Peu d’études ont abordé la question de la survie chez les patients atteints de différents types d’ulcères diabétiques du pied. Dans une cohorte de patients diabétiques ayant subi une chirurgie locale du pied, seulement 11% de ceux atteints d’artériopathie, contre 58% de ceux sans PVD, ont survécu après un suivi médian de 92 mois (19). Des résultats similaires ont été relevés dans une étude au King’s College de Londres (20). Dans notre étude, les patients atteints d’ulcères ischémiques avaient une mortalité à 5 ans plus élevée (56%) que ceux atteints de neuropathie (45%; P = 0,01). En effet, dans les comparaisons par paires de notre série et de la plupart des autres séries, la présence de PVD est significativement associée à une survie réduite chez les patients atteints d’ulcère du pied (17–20). Ceci est probablement dû à une maladie vasculaire athéroscléreuse associée dans les circulations coronaire et cérébrale. Cependant, l’âge moyen à la présentation des patients atteints d’un ulcère ischémique était d’environ 8 ans de plus que celui des patients atteints de neuropathie, et sur le modèle d’analyse de régression multinomiale, seule l’augmentation de l’âge a été trouvée pour prédire la mortalité. Ainsi, l’âge plus élevé des patients atteints d’ulcères ischémiques agit comme une variable de confusion.
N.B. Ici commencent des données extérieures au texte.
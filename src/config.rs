//! Configuration management for xmsync.
//!
//! Configuration lives in environment variables. They can be provided by the
//! process environment or by `.env` files, resolved in this order:
//! 1. Environment variables (highest priority)
//! 2. `.env` file in the local data directory (`xmsync/.env`)
//! 3. `.env` file in the current working directory
//! 4. Application defaults (where applicable)

use std::{env, path::PathBuf};

use crate::Res;

pub const DEFAULT_SPOTIFY_API_URL: &str = "https://api.spotify.com/v1";
pub const DEFAULT_SPOTIFY_AUTH_URL: &str = "https://accounts.spotify.com/authorize";
pub const DEFAULT_SPOTIFY_TOKEN_URL: &str = "https://accounts.spotify.com/api/token";
pub const DEFAULT_SPOTIFY_SCOPE: &str = "playlist-modify-public playlist-modify-private";
pub const DEFAULT_STATION_SLUG: &str = "lifewithjohnmayer";
pub const DEFAULT_STATION_API_URL: &str = "https://xmplaylist.com/api";
pub const DEFAULT_WINDOW_HOURS: u32 = 12;
/// Largest accepted history window: one year.
pub const MAX_WINDOW_HOURS: u32 = 8760;
pub const DEFAULT_SERVER_ADDRESS: &str = "127.0.0.1:8888";
pub const DEFAULT_PLAYLIST_DESCRIPTION: &str = "Auto-updated by xmsync";

/// Loads environment variables from `.env` files.
///
/// Creates the local data directory if it doesn't exist, then loads
/// `xmsync/.env` from it and finally a `.env` in the working directory.
/// Missing files are skipped. Variables already present in the environment
/// are never overwritten.
///
/// The data directory is platform specific:
/// - Linux: `~/.local/share/xmsync/.env`
/// - macOS: `~/Library/Application Support/xmsync/.env`
/// - Windows: `%LOCALAPPDATA%/xmsync/.env`
///
/// # Errors
///
/// Returns an error if the data directory cannot be created or an existing
/// `.env` file cannot be parsed.
pub async fn load_env() -> Result<(), String> {
    let path = data_dir().join(".env");
    if let Some(parent) = path.parent() {
        async_fs::create_dir_all(parent)
            .await
            .map_err(|e| e.to_string())?;
    }

    if path.is_file() {
        dotenv::from_path(&path).map_err(|e| e.to_string())?;
    }

    match dotenv::dotenv() {
        Ok(_) => Ok(()),
        Err(e) if e.not_found() => Ok(()),
        Err(e) => Err(e.to_string()),
    }
}

/// Returns the platform-specific data directory of the application.
pub fn data_dir() -> PathBuf {
    let mut path = dirs::data_local_dir().unwrap_or_else(|| PathBuf::from("."));
    path.push("xmsync");
    path
}

fn required(key: &str) -> Res<String> {
    match env::var(key) {
        Ok(value) if !value.trim().is_empty() => Ok(value),
        _ => Err(format!("{key} must be set").into()),
    }
}

fn optional(key: &str) -> Option<String> {
    env::var(key).ok().filter(|v| !v.trim().is_empty())
}

fn or_default(key: &str, default: &str) -> String {
    optional(key).unwrap_or_else(|| default.to_string())
}

/// Returns the Spotify client ID (`SPOTIFY_CLIENT_ID`).
pub fn spotify_client_id() -> Res<String> {
    required("SPOTIFY_CLIENT_ID")
}

/// Returns the Spotify client secret (`SPOTIFY_CLIENT_SECRET`), if any.
///
/// Without a secret the authorization flow relies on PKCE alone.
pub fn spotify_client_secret() -> Option<String> {
    optional("SPOTIFY_CLIENT_SECRET")
}

/// Returns the OAuth redirect URI (`SPOTIFY_REDIRECT_URI`).
///
/// Must match the redirect URI registered in the Spotify application and
/// point at the local callback server, e.g. `http://127.0.0.1:8888/callback`.
pub fn spotify_redirect_uri() -> Res<String> {
    required("SPOTIFY_REDIRECT_URI")
}

/// Returns the requested permission scopes (`SPOTIFY_SCOPE`).
pub fn spotify_scope() -> String {
    or_default("SPOTIFY_SCOPE", DEFAULT_SPOTIFY_SCOPE)
}

/// Returns the pre-configured destination playlist (`SPOTIFY_PLAYLIST_ID`).
pub fn spotify_playlist_id() -> Option<String> {
    optional("SPOTIFY_PLAYLIST_ID")
}

pub fn spotify_apiurl() -> String {
    or_default("SPOTIFY_API_URL", DEFAULT_SPOTIFY_API_URL)
}

pub fn spotify_apiauth_url() -> String {
    or_default("SPOTIFY_AUTH_URL", DEFAULT_SPOTIFY_AUTH_URL)
}

pub fn spotify_apitoken_url() -> String {
    or_default("SPOTIFY_TOKEN_URL", DEFAULT_SPOTIFY_TOKEN_URL)
}

/// Returns the station whose history is mirrored (`STATION_SLUG`).
pub fn station_slug() -> String {
    or_default("STATION_SLUG", DEFAULT_STATION_SLUG)
}

/// Returns the base URL of the station history API (`STATION_API_URL`).
pub fn station_apiurl() -> String {
    or_default("STATION_API_URL", DEFAULT_STATION_API_URL)
}

/// Returns the size of the history window in hours (`WINDOW_HOURS`).
///
/// # Errors
///
/// Fails when the value is not an integer between 1 and [`MAX_WINDOW_HOURS`].
pub fn window_hours() -> Res<u32> {
    match optional("WINDOW_HOURS") {
        Some(raw) => parse_window_hours(&raw),
        None => Ok(DEFAULT_WINDOW_HOURS),
    }
}

/// Parses a history window size: a whole number of hours between 1 and
/// [`MAX_WINDOW_HOURS`].
pub fn parse_window_hours(raw: &str) -> Res<u32> {
    let hours: u32 = raw
        .trim()
        .parse()
        .map_err(|e| format!("Invalid WINDOW_HOURS '{raw}': {e}"))?;
    if hours == 0 {
        return Err("WINDOW_HOURS must be at least 1".into());
    }
    if hours > MAX_WINDOW_HOURS {
        return Err(format!("WINDOW_HOURS must be at most {MAX_WINDOW_HOURS}").into());
    }
    Ok(hours)
}

/// Returns the name for a newly created playlist (`PLAYLIST_NAME`).
///
/// Defaults to a name derived from the station and window, e.g.
/// `Lifewithjohnmayer – Last 12h`.
pub fn playlist_name(station_slug: &str, window_hours: u32) -> String {
    optional("PLAYLIST_NAME").unwrap_or_else(|| default_playlist_name(station_slug, window_hours))
}

pub fn default_playlist_name(station_slug: &str, window_hours: u32) -> String {
    let mut chars = station_slug.chars();
    let station = match chars.next() {
        Some(first) => first.to_uppercase().chain(chars).collect::<String>(),
        None => String::new(),
    };
    format!("{station} – Last {window_hours}h")
}

/// Returns the description for a newly created playlist (`PLAYLIST_DESCRIPTION`).
pub fn playlist_description() -> String {
    or_default("PLAYLIST_DESCRIPTION", DEFAULT_PLAYLIST_DESCRIPTION)
}

/// Returns the bind address of the local OAuth callback server (`SERVER_ADDRESS`).
pub fn server_addr() -> String {
    or_default("SERVER_ADDRESS", DEFAULT_SERVER_ADDRESS)
}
Des taux de mortalité et d’amputation à trois ans de 23% et 22%, respectivement, ont été notés chez les patients qui n’avaient pas de neuropathie ou de PVD . Il est probable que ces patients avaient une PVD sous-jacente ou une neuropathie non détectée par les critères cliniques. Quoi qu’il en soit, nos résultats prouvent que tout patient souffrant d’un ulcère du pied diabétique présente un risque élevé d’amputation et de décès quelle que soit l’étiologie sous-jacente et mérite une prise en charge agressive.
En résumé, cette étude confirme la mortalité élevée des patients atteints de ulcères du pied diabétique en plus de la morbidité et de l’incapacité substantielles associées. La mortalité semble être indépendante des facteurs augmentant le risque d’ulcère, c’est-à-dire la neuropathie et la PVD, chez les patients atteints d’ulcères du pied diabétique établis.Une approche multidisciplinaire agressive est justifiée non seulement pour gérer les problèmes de pied chez ces patients, mais aussi pour reconnaître et réduire le risque de décès dû à d’autres conditions comorbides afin de sauver à la fois les membres et la vie.